[[ PROVIDED DATA, beginning ]]

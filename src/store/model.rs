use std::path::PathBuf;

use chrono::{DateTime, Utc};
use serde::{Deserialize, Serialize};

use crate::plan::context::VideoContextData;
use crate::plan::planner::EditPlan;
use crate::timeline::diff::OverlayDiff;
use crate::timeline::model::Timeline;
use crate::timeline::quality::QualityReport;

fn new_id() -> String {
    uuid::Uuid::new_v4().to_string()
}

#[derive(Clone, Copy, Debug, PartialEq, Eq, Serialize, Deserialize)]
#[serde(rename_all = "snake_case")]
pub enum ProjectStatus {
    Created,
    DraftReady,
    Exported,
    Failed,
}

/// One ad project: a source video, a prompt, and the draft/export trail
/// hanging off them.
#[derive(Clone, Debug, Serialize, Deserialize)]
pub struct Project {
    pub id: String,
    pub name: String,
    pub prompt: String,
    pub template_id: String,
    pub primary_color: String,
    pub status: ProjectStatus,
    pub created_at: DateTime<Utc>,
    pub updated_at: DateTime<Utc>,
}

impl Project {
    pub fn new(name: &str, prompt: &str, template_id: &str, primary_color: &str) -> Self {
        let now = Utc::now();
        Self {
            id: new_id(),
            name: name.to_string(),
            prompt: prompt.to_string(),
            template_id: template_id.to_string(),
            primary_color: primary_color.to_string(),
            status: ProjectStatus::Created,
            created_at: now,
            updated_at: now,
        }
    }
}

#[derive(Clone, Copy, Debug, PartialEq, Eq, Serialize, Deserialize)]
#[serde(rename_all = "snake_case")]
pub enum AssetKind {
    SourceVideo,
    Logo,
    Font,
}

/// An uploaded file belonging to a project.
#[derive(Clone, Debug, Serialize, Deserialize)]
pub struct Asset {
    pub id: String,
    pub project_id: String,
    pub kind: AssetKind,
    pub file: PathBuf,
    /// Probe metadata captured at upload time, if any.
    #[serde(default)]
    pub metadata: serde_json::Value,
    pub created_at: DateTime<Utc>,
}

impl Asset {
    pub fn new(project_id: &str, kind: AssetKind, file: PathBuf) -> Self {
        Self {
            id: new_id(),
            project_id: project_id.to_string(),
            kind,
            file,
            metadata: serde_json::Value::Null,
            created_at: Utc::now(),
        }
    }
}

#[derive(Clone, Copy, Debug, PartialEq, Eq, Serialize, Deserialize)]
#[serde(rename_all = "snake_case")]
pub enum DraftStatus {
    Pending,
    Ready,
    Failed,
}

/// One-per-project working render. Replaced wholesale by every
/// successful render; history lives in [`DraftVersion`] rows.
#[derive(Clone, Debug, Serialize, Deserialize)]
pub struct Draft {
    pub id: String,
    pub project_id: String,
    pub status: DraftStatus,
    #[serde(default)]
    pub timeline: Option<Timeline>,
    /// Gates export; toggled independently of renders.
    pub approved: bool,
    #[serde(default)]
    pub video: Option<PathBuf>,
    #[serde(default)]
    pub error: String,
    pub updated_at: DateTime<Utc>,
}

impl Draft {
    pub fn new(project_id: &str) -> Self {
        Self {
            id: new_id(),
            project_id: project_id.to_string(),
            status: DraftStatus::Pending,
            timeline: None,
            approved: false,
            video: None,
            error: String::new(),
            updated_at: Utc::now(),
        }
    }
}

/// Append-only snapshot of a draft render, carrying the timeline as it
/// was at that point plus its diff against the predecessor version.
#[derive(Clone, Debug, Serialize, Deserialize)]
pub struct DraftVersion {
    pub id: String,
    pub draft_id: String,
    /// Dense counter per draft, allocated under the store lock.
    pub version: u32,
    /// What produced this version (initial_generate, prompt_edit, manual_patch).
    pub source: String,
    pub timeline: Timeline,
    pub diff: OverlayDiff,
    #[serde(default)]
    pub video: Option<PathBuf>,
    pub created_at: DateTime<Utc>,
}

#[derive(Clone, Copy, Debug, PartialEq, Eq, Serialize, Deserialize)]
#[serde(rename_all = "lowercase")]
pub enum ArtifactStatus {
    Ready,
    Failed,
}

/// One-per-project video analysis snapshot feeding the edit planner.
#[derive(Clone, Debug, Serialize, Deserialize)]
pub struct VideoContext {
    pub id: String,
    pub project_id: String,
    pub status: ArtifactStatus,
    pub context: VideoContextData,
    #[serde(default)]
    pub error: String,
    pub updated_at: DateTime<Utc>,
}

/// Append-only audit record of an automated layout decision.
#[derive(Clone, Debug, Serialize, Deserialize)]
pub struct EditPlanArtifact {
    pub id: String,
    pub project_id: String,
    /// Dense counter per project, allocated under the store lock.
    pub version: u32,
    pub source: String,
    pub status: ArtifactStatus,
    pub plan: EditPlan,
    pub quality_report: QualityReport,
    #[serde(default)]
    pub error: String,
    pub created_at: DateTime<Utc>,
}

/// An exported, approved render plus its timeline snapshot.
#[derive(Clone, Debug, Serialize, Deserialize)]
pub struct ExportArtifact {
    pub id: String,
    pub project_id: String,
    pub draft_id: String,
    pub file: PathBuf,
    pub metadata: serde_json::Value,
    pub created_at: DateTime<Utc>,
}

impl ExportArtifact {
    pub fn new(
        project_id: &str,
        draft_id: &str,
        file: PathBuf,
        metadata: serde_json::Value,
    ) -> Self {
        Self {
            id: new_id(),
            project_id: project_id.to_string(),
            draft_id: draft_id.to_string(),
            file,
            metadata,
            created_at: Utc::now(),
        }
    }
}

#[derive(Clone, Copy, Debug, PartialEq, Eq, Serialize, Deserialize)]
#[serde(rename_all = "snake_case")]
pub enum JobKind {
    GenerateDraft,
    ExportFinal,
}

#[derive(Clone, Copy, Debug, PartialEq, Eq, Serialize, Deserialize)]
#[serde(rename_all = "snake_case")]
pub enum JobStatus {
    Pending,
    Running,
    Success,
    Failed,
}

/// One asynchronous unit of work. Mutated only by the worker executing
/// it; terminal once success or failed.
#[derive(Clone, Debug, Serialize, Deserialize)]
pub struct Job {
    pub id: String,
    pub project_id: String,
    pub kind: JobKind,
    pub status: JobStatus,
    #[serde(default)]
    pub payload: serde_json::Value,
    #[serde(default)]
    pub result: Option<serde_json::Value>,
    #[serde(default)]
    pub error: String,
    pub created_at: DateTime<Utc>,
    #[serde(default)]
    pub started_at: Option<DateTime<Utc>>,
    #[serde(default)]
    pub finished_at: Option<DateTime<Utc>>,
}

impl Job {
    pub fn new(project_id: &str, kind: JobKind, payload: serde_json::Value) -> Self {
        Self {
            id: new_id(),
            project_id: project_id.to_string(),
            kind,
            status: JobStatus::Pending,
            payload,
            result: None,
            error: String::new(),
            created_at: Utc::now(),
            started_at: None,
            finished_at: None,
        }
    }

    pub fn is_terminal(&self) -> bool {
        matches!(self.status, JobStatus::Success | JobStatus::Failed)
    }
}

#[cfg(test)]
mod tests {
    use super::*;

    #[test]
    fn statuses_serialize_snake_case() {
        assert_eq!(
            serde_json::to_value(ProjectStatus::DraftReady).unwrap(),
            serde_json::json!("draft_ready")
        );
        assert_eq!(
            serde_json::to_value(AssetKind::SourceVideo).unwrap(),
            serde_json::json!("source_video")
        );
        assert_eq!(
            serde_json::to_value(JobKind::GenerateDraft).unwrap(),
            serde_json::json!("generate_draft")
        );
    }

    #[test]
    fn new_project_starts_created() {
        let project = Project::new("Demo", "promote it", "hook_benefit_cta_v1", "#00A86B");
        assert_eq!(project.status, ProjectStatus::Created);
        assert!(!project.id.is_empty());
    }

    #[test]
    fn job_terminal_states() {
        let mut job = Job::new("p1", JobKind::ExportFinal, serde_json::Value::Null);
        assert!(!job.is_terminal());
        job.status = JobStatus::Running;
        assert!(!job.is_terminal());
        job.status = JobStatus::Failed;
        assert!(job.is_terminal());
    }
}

[[ PROVIDED DATA, end ]]

Looking at the entries, state how many lines hold the string "struct", with the number as the sole reply.

- _SOLUTION_:
8